Keep the social guidelines of conversations in mind, which can differ between languages, eg how to open/close a conversation, how to interrupt, and using formal and informal speech.
Strategies for improving your speaking
Practise, practise, practise!
- Record yourself regularly. Use Audacity or Soloist on LLC PCs. In a practice situation, you can overcome feelings of embarrassment or anxiety. Focus on the content of what you are saying and make improvements to your speaking skills. This is a great way to overcome hesitation in speaking and become aware of your strengths and weaknesses.
For other ideas: import a digital file to work with, record yourself on video (ideal for Sign Language and for presentation practice), or email a recording to your teacher for feedback—ask first! - Group useful items of functional language together and try to learn useful situational expressions. Use them to reinforce your learning.
- Seek opportunities to practise speaking and develop your fluency as opposed to your accuracy. Get involved with the ethnic community to make contact with native speakers, join a language club at the University.

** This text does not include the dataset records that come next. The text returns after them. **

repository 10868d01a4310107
use std::{ops::Deref, sync::Arc};

use anyhow::{Context, Result};
use async_trait::async_trait;
use axum::{
    extract::{FromRef, FromRequestParts},
    http::request::Parts,
};
use tracing::info;

use tokend_jwks::{signing_key, KeySet};
use tokend_slo::errors;
use tokend_storage::{revocation::Revocation, Interface};

use crate::{
    services::token::{AccessToken, TokenService},
    AppConfig,
};

/// Shared denylist handle, redis or in-memory.
pub type Denylist = Arc<dyn Interface<T = Revocation> + Send + Sync>;

pub struct App {
    pub config: AppConfig,
    pub token: TokenService<AccessToken, Denylist>,
}

impl App {
    pub fn new(config: AppConfig, denylist: Denylist) -> Result<Self> {
        info!("initializing token services...");

        let keys = KeySet::load(&config.jwks)
            .map_err(anyhow::Error::new)
            .context("could not load the JWKS document")?;
        signing_key(&keys)
            .map_err(anyhow::Error::new)
            .context("the JWKS document has no signature key")?;
        info!("loaded {} key(s)", keys.len());

        let token = TokenService::new(
            AccessToken::new(Arc::new(keys)),
            denylist,
            config.issuer.clone(),
            config.jwt_duration,
            config.denylist_ttl,
        );

        info!("token services successfully initialized!");
        Ok(Self { config, token })
    }
}

#[derive(Clone)]
pub struct AppState(pub Arc<App>);

// deref so you can still access the inner fields easily
impl Deref for AppState {
    type Target = App;

    fn deref(&self) -> &Self::Target {
        &self.0
    }
}

#[async_trait]
impl<S> FromRequestParts<S> for AppState
where
    Self: FromRef<S>,
    S: Send + Sync,
{
    type Rejection = errors::WithBacktrace;
    async fn from_request_parts(
        _: &mut Parts,
        state: &S,
    ) -> Result<Self, Self::Rejection> {
        Ok(Self::from_ref(state))
    }
}
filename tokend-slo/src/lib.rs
pub mod errors;
mod id;

pub type Result<T, E = errors::WithBacktrace> = core::result::Result<T, E>;

pub use id::{is_uuid_v4, next_jti};
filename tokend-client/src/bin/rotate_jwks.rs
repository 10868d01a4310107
use std::process::ExitCode;

use clap::Parser;
use tracing::warn;

use tokend_client::{init_tracing, report, rotate_jwks, EXIT_PENDING};
use tokend_jwks::Rotation;

/// Adds a new signing key in front of the current one.
///
/// When the document already holds two keys it is printed unchanged and the
/// command exits with status 2; run `clean-jwks` first.
#[derive(Debug, Parser)]
#[command(name = "rotate-jwks")]
#[command(author, version, about, long_about = None)]
struct Cli {
    /// Current document, base64 encoded.
    document: Option<String>,
}

fn main() -> ExitCode {
    let args = Cli::parse();
    init_tracing();
    match rotate_jwks(args.document.as_deref()) {
        Ok(Rotation::Rotated(set)) => report(set.encode(true)),
        Ok(Rotation::Pending(set)) => {
            warn!("a rotation is already pending, document left unchanged");
            match set.encode(true) {
                Ok(document) => {
                    println!("{document}");
                    ExitCode::from(EXIT_PENDING)
                }
                Err(err) => report(Err(err)),
            }
        }
        Err(err) => report(Err(err)),
    }
}
use std::process::ExitCode;

use clap::Parser;

use tokend_client::{clean_jwks, init_tracing, report};

/// Removes the oldest key of a rotated document.
#[derive(Debug, Parser)]
#[command(name = "clean-jwks")]
#[command(author, version, about, long_about = None)]
struct Cli {
    /// Current document, base64 encoded.
    document: Option<String>,
}

fn main() -> ExitCode {
    let args = Cli::parse();
    init_tracing();
    report(clean_jwks(args.document.as_deref()))
}
use futures_util::future::join_all;
use tracing::{debug, info, warn};

use tokend_slo::{errors, is_uuid_v4, Result};
use tokend_storage::{revocation::Revocation, Interface};

use super::TokenService;

impl<T, D> TokenService<T, D>
where
    D: Interface<T = Revocation>,
{
    /// Writes a denylist entry for every well-formed jti. Malformed ids are
    /// skipped and failed writes are logged; the batch itself never fails.
    pub async fn revoke<S: AsRef<str>>(&self, jtis: &[S]) -> Result<()> {
        info!("revoking {} token(s)", jtis.len());
        let record = &Revocation::now();
        let writes = jtis
            .iter()
            .map(AsRef::as_ref)
            .filter(|jti| {
                let valid = is_uuid_v4(jti);
                if !valid {
                    debug!("skipping malformed jti {:?}", jti);
                }
                valid
            })
            .map(|jti| async move {
                let result =
                    self.denylist.put(jti, record, self.denylist_ttl).await;
                (jti, result)
            });

        for (jti, result) in join_all(writes).await {
            if let Err(err) = result {
                warn!("failed to revoke {}: {}", jti, err);
            }
        }
        Ok(())
    }

    /// `Ok` when `jti` has no denylist entry.
    pub async fn check_revoked(&self, jti: &str) -> Result<()> {
        info!("checking revocation of {}", jti);
        if !is_uuid_v4(jti) {
            return Err(errors::invalid_values("jti must be a UUIDv4"));
        }
        match self.denylist.get(jti).await? {
            Some(record) => {
                debug!("{} revoked at {:?}", jti, record.date);
                Err(errors::denied())
            }
            None => Ok(()),
        }
    }
}

#[cfg(test)]
mod tests {
    use async_trait::async_trait;
    use mockall::{
        mock,
        predicate::{always, eq},
    };
    use tokend_storage::MemoryImpl;

    use super::*;
    use crate::{
        services::token::AccessToken,
        testing::{self, DURATION, ISSUER},
    };

    mock! {
        Store {}

        #[async_trait]
        impl Interface for Store {
            type T = Revocation;

            async fn put(
                &self,
                id: &str,
                input: &Revocation,
                ttl: u64,
            ) -> Result<()>;
            async fn get(&self, id: &str) -> Result<Option<Revocation>>;
        }
    }

    fn service<D>(denylist: D, ttl: u64) -> TokenService<AccessToken, D> {
        TokenService::new(
            testing::access_token(),
            denylist,
            ISSUER.to_owned(),
            DURATION,
            ttl,
        )
    }

    #[tokio::test]
    async fn revoked_jti_is_denied() {
        let svc = service(MemoryImpl::<Revocation>::new(), 0);
        let revoked = tokend_slo::next_jti();
        let other = tokend_slo::next_jti();

        svc.check_revoked(&revoked).await.unwrap();
        svc.revoke(&[revoked.as_str(), "not-a-uuid"]).await.unwrap();

        assert_eq!(
            svc.check_revoked(&revoked).await.unwrap_err(),
            errors::denied()
        );
        svc.check_revoked(&other).await.unwrap();
    }

    #[tokio::test]
    async fn malformed_jti_never_reaches_the_store() {
        let mut store = MockStore::new();
        store.expect_get().never();
        store.expect_put().never();
        let svc = service(store, 0);

        svc.revoke(&["", "1234", "6ba7b810-9dad-11d1-80b4-00c04fd430c8"])
            .await
            .unwrap();
        for jti in ["", "abc", "6ba7b810-9dad-11d1-80b4-00c04fd430c8"] {
            assert_eq!(
                svc.check_revoked(jti).await.unwrap_err(),
                errors::invalid_values(""),
                "{jti}"
            );
        }
    }

    #[tokio::test]
    async fn partial_write_failure_is_tolerated() {
        let ok = tokend_slo::next_jti();
        let broken = tokend_slo::next_jti();

        let mut store = MockStore::new();
        store
            .expect_put()
            .with(eq(ok.clone()), always(), eq(300))
            .times(1)
            .returning(|_, _, _| Ok(()));
        store
            .expect_put()
            .with(eq(broken.clone()), always(), eq(300))
            .times(1)
            .returning(|_, _, _| Err(errors::any(std::fmt::Error)));
        let svc = service(store, 300);

        svc.revoke(&[ok, broken]).await.unwrap();
    }

    #[tokio::test]
    async fn any_stored_record_is_denied() {
        let mut store = MockStore::new();
        store
            .expect_get()
            .times(1)
            .returning(|_| Ok(Some(Revocation { date: None })));
        let svc = service(store, 0);

        assert_eq!(
            svc.check_revoked(&tokend_slo::next_jti()).await.unwrap_err(),
            errors::denied()
        );
    }

    #[tokio::test]
    async fn store_failure_on_check_propagates() {
        let mut store = MockStore::new();
        store
            .expect_get()
            .times(1)
            .returning(|_| Err(errors::any(std::fmt::Error)));
        let svc = service(store, 0);

        let err = svc
            .check_revoked(&tokend_slo::next_jti())
            .await
            .unwrap_err();
        assert_eq!(err, errors::any(std::fmt::Error));
        assert_eq!(err.status(), http::StatusCode::INTERNAL_SERVER_ERROR);
    }
}
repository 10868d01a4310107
use std::process::ExitCode;

use clap::Parser;

use tokend_client::{init_tracing, report, sign_token};

/// Signs a `{iss, jti, scp}` token with the head key of `JWKS`.
#[derive(Debug, Parser)]
#[command(name = "sign-token")]
#[command(author, version, about, long_about = None)]
struct Cli {
    scope: String,
    jti: String,
    /// Key set document, raw JSON or base64 encoded.
    #[clap(long, env, hide_env_values = true)]
    jwks: String,
    #[clap(long, env)]
    issuer: String,
}

fn main() -> ExitCode {
    let args = Cli::parse();
    init_tracing();
    report(sign_token(&args.jwks, &args.issuer, &args.scope, &args.jti))
}
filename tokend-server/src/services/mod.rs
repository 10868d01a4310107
pub mod token;
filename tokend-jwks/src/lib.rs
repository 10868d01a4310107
mod keyset;
pub mod rotation;
mod signer;

pub use keyset::{to_public, KeySet, MAX_KEYS};
pub use rotation::Rotation;
pub use signer::{sign, signing_key, verify, JwkKey, TOKEN_TYPE};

- Connect with native speakers online with Italki or Busuu.
Activities for speaking practice
- Record yourself to develop your fluency, eg giving a spontaneous talk about yourself, what you have done this week or speak about a specialised topic. Then replay it and analyse the recording for mistakes in grammar, vocabulary, and pronunciation. Make another recording of the same topic, but try to speak with more confidence and less hesitation.
- Reading aloud is a great way to practise your pronunciation. Choose a text you understand. If there‘s a recording – listen first. Photocopy the text, highlight words with difficult pronunciation and mark where you need to pause. Read and record aloud several times.

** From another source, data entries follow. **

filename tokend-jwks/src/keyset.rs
use base64::engine::{general_purpose, Engine};
use jsonwebkey as jwk;
use serde::{Deserialize, Serialize};

use tokend_slo::{errors, Result};

/// Hard cap on the number of keys a persisted document may carry.
pub const MAX_KEYS: usize = 2;

/// Ordered JSON Web Key Set. The head entry is the active signer.
#[derive(Debug, Clone, Default, PartialEq, Serialize, Deserialize)]
pub struct KeySet {
    pub keys: Vec<jwk::JsonWebKey>,
}

#[derive(Deserialize)]
#[serde(untagged)]
enum Document {
    Set(KeySet),
    // emitted by older rotation tooling
    Keys(Vec<jwk::JsonWebKey>),
}

impl KeySet {
    pub fn new(keys: Vec<jwk::JsonWebKey>) -> Self {
        Self { keys }
    }

    /// Decodes the base64 transport form of a key set document.
    pub fn decode(document: &str) -> Result<Self> {
        let bytes = general_purpose::STANDARD
            .decode(document.trim())
            .map_err(|err| errors::malformed_key_store(&err))?;
        Self::from_slice(&bytes)
    }

    /// Parses a raw JSON key set document.
    pub fn from_slice(bytes: &[u8]) -> Result<Self> {
        match serde_json::from_slice::<Document>(bytes)
            .map_err(|err| errors::malformed_key_store(&err))?
        {
            Document::Set(set) => Ok(set),
            Document::Keys(keys) => Ok(Self { keys }),
        }
    }

    /// Accepts either raw JSON or the base64 transport form.
    pub fn load(value: &str) -> Result<Self> {
        let value = value.trim();
        if value.starts_with('{') || value.starts_with('[') {
            return Self::from_slice(value.as_bytes());
        }
        Self::decode(value)
    }

    /// Encodes the set in its base64 transport form. Private parameters are
    /// stripped unless `include_private` is set.
    pub fn encode(&self, include_private: bool) -> Result<String> {
        let json = if include_private {
            serde_json::to_vec(self)
        } else {
            serde_json::to_vec(&self.to_public()?)
        }
        .map_err(errors::any)?;
        Ok(general_purpose::STANDARD.encode(json))
    }

    /// Same identities, public parameters only.
    pub fn to_public(&self) -> Result<Self> {
        let mut keys = Vec::with_capacity(self.keys.len());
        for key in self.keys.iter() {
            let mut public_key = key.clone();
            public_key.key = to_public(key.key.clone())?;
            keys.push(public_key);
        }
        Ok(Self { keys })
    }

    /// Inserts `key` as the new head, evicting the oldest entries beyond
    /// [`MAX_KEYS`].
    pub fn push_front(&mut self, key: jwk::JsonWebKey) {
        self.keys.insert(0, key);
        self.keys.truncate(MAX_KEYS);
    }

    pub fn len(&self) -> usize {
        self.keys.len()
    }

    pub fn is_empty(&self) -> bool {
        self.keys.is_empty()
    }
}

pub fn to_public(key: Box<jwk::Key>) -> Result<Box<jwk::Key>> {
    if !key.is_private() {
        return Ok(key);
    }
    Ok(Box::new(match *key {
        jwk::Key::Symmetric { .. } => {
            return Err(errors::malformed_key_store(
                "symmetric keys have no public form",
            ))
        }
        jwk::Key::EC {
            curve: jwk::Curve::P256 { x, y, .. },
        } => jwk::Key::EC {
            curve: jwk::Curve::P256 { x, y, d: None },
        },
        jwk::Key::RSA { public, .. } => jwk::Key::RSA {
            public,
            private: None,
        },
    }))
}

#[cfg(test)]
mod tests {
    use super::*;
    use crate::rotation::generate_key;

    use lazy_static::lazy_static;
    use serde_json::Value;

    lazy_static! {
        static ref KEY: jwk::JsonWebKey = generate_key().unwrap();
    }

    const PRIVATE_FIELDS: [&str; 6] = ["d", "p", "q", "dp", "dq", "qi"];

    fn key_objects(document: &str) -> Vec<serde_json::Map<String, Value>> {
        let bytes = general_purpose::STANDARD.decode(document).unwrap();
        let value: Value = serde_json::from_slice(&bytes).unwrap();
        value["keys"]
            .as_array()
            .unwrap()
            .iter()
            .map(|key| key.as_object().unwrap().clone())
            .collect()
    }

    #[test]
    fn public_encoding_strips_private_parameters() {
        let set = KeySet::new(vec![KEY.clone()]);

        let full = key_objects(&set.encode(true).unwrap());
        for field in PRIVATE_FIELDS {
            assert!(full[0].contains_key(field), "missing {field}");
        }

        let public = key_objects(&set.encode(false).unwrap());
        for field in PRIVATE_FIELDS {
            assert!(!public[0].contains_key(field), "leaked {field}");
        }
        for field in ["kty", "kid", "use", "alg", "e", "n"] {
            assert!(public[0].contains_key(field), "missing {field}");
        }
    }

    #[test]
    fn decode_preserves_order() {
        let mut second = KEY.clone();
        second.key_id = Some("second".to_owned());
        let set = KeySet::new(vec![second, KEY.clone()]);

        let decoded = KeySet::decode(&set.encode(true).unwrap()).unwrap();
        assert_eq!(decoded, set);
        assert_eq!(decoded.keys[0].key_id.as_deref(), Some("second"));
    }

    #[test]
    fn decode_rejects_garbage() {
        let err = KeySet::decode("%%% not base64 %%%").unwrap_err();
        assert_eq!(err, errors::malformed_key_store(""));

        let not_json = general_purpose::STANDARD.encode("hello");
        assert_eq!(
            KeySet::decode(&not_json).unwrap_err(),
            errors::malformed_key_store("")
        );

        let not_keys = general_purpose::STANDARD.encode(r#"{"keys": 3}"#);
        assert!(KeySet::decode(&not_keys).is_err());
    }

    #[test]
    fn load_accepts_raw_json_and_bare_arrays() {
        let set = KeySet::new(vec![KEY.clone()]);
        let json = serde_json::to_string(&set).unwrap();
        assert_eq!(KeySet::load(&json).unwrap(), set);

        let bare = serde_json::to_string(&set.keys).unwrap();
        assert_eq!(KeySet::load(&bare).unwrap(), set);

        let encoded = set.encode(true).unwrap();
        assert_eq!(KeySet::load(&format!("{encoded}\n")).unwrap(), set);
    }

    #[test]
    fn push_front_caps_at_two() {
        let mut set = KeySet::default();
        for kid in ["a", "b", "c"] {
            let mut key = KEY.clone();
            key.key_id = Some(kid.to_owned());
            set.push_front(key);
        }
        let kids: Vec<_> =
            set.keys.iter().map(|key| key.key_id.clone().unwrap()).collect();
        assert_eq!(kids, vec!["c", "b"]);
    }
}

- Talk to yourself a little every day in your target language, aloud (or in your head). Describe a person or place, introduce yourself, say some prices, tell yourself the directions you’re taking to get somewhere, talk about what you’re doing as you do it.
- Learn a song in the target language – transcribe the lyrics or find them online. Choose a song you understand so it will be easier to remember – try translating it. Read the lyrics out slowly first, then faster and faster. Once you can sing the song well, memorise it.

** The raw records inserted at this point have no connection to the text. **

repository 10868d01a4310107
use jsonwebkey as jwk;
use jsonwebtoken::{self as jwt, errors::ErrorKind};
use serde::{de::DeserializeOwned, Serialize};
use tracing::{debug, warn};

use tokend_slo::{errors, Result};

use crate::KeySet;

/// Header `typ` stamped on every issued token.
pub const TOKEN_TYPE: &str = "jwt";

/// The first key of the set intended for signature use.
pub fn signing_key(set: &KeySet) -> Result<&jwk::JsonWebKey> {
    set.keys
        .iter()
        .find(|key| matches!(key.key_use, Some(jwk::KeyUse::Signing)))
        .ok_or_else(|| errors::no_usable_key("no signature key in key set"))
}

/// Signs `claims` into a compact token with `key`.
pub fn sign<C: Serialize>(claims: &C, key: &jwk::JsonWebKey) -> Result<String> {
    let mut header = jwt::Header::new(algorithm(key));
    header.typ = Some(TOKEN_TYPE.to_owned());
    header.kid = key.key_id.clone();

    let encoding_key = JwkKey(key.key.as_ref()).try_to_encoding_key()?;
    jwt::encode(&header, claims, &encoding_key).map_err(errors::any)
}

/// Verifies `token` against every verification-capable key of `set` whose
/// key id matches the token header, returning the parsed payload.
///
/// Expiry and audience are left to the caller.
pub fn verify<C: DeserializeOwned>(token: &str, set: &KeySet) -> Result<C> {
    let header = jwt::decode_header(token)
        .map_err(|err| errors::malformed_token(&err))?;

    let mut rejected = None;
    for key in set.keys.iter() {
        if matches!(key.key_use, Some(jwk::KeyUse::Encryption)) {
            continue;
        }
        if header.kid.is_some() && !key.key_id.eq(&header.kid) {
            continue;
        }
        let alg = algorithm(key);
        if alg != header.alg {
            continue;
        }
        let decoding_key = match JwkKey(key.key.as_ref()).try_to_decoding_key()
        {
            Ok(v) => v,
            Err(err) => {
                warn!("skipping key {:?}: {}", key.key_id, err);
                continue;
            }
        };

        let mut validation = jwt::Validation::new(alg);
        validation.validate_exp = false;
        validation.validate_aud = false;
        validation.required_spec_claims.clear();

        match jwt::decode::<C>(token, &decoding_key, &validation) {
            Ok(v) => return Ok(v.claims),
            Err(err) => match err.kind() {
                ErrorKind::InvalidSignature => {
                    debug!("key {:?} rejected signature", key.key_id);
                    rejected = Some(errors::invalid_signature(&err));
                }
                _ => return Err(errors::malformed_token(&err)),
            },
        }
    }
    Err(rejected.unwrap_or_else(|| {
        errors::invalid_signature("no key in key set matches the token")
    }))
}

fn algorithm(key: &jwk::JsonWebKey) -> jwt::Algorithm {
    match &key.algorithm {
        Some(jwk::Algorithm::HS256) => jwt::Algorithm::HS256,
        Some(jwk::Algorithm::ES256) => jwt::Algorithm::ES256,
        Some(jwk::Algorithm::RS256) => jwt::Algorithm::RS256,
        None => match key.key.as_ref() {
            jwk::Key::Symmetric { .. } => jwt::Algorithm::HS256,
            jwk::Key::EC { .. } => jwt::Algorithm::ES256,
            jwk::Key::RSA { .. } => jwt::Algorithm::RS256,
        },
    }
}

pub struct JwkKey<T>(pub T);

impl JwkKey<&jwk::Key> {
    /// Returns an `EncodingKey` if the key is private.
    pub fn try_to_encoding_key(&self) -> Result<jwt::EncodingKey> {
        if !self.0.is_private() {
            return Err(errors::no_usable_key("key is not private"));
        }
        Ok(match self.0 {
            jwk::Key::Symmetric { key } => {
                jwt::EncodingKey::from_secret(key.to_vec().as_slice())
            }
            jwk::Key::EC { .. } => jwt::EncodingKey::from_ec_pem(
                self.0.try_to_pem().map_err(errors::any)?.as_bytes(),
            )
            .map_err(errors::any)?,
            jwk::Key::RSA { .. } => {
                let pem = self.0.try_to_pem().map_err(errors::any)?;
                jwt::EncodingKey::from_rsa_pem(pem.as_bytes())
                    .map_err(errors::any)?
            }
        })
    }

    pub fn try_to_decoding_key(&self) -> Result<jwt::DecodingKey> {
        Ok(match self.0 {
            jwk::Key::Symmetric { key } => {
                jwt::DecodingKey::from_secret(key.to_vec().as_slice())
            }
            jwk::Key::EC { .. } => {
                let public = self.0.to_public().ok_or_else(|| {
                    errors::malformed_key_store("EC key has no public part")
                })?;
                jwt::DecodingKey::from_ec_pem(public.to_pem().as_bytes())
                    .map_err(errors::any)?
            }
            jwk::Key::RSA { .. } => {
                let public = self.0.to_public().ok_or_else(|| {
                    errors::malformed_key_store("RSA key has no public part")
                })?;
                let pem = public.try_to_pem().map_err(errors::any)?;
                jwt::DecodingKey::from_rsa_pem(pem.as_bytes())
                    .map_err(errors::any)?
            }
        })
    }
}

- Work with another student learning the same language as you:
- review a book or film that interested you both, or retell a story you have read to each other
- without looking at each other (no hand gestures or facial expressions), have a conversation, a ‘phone call’, or give descriptions for your partner to draw
- do a role play—decide a topic eg in a restaurant, and ask questions of each other.
Inspired by: Fernández-Toro, M. & Jones, F. DIY Techniques for Language Learners, London: Centre for Information on Language Teaching and Research (CILT), 2001, pp. 118 – 130.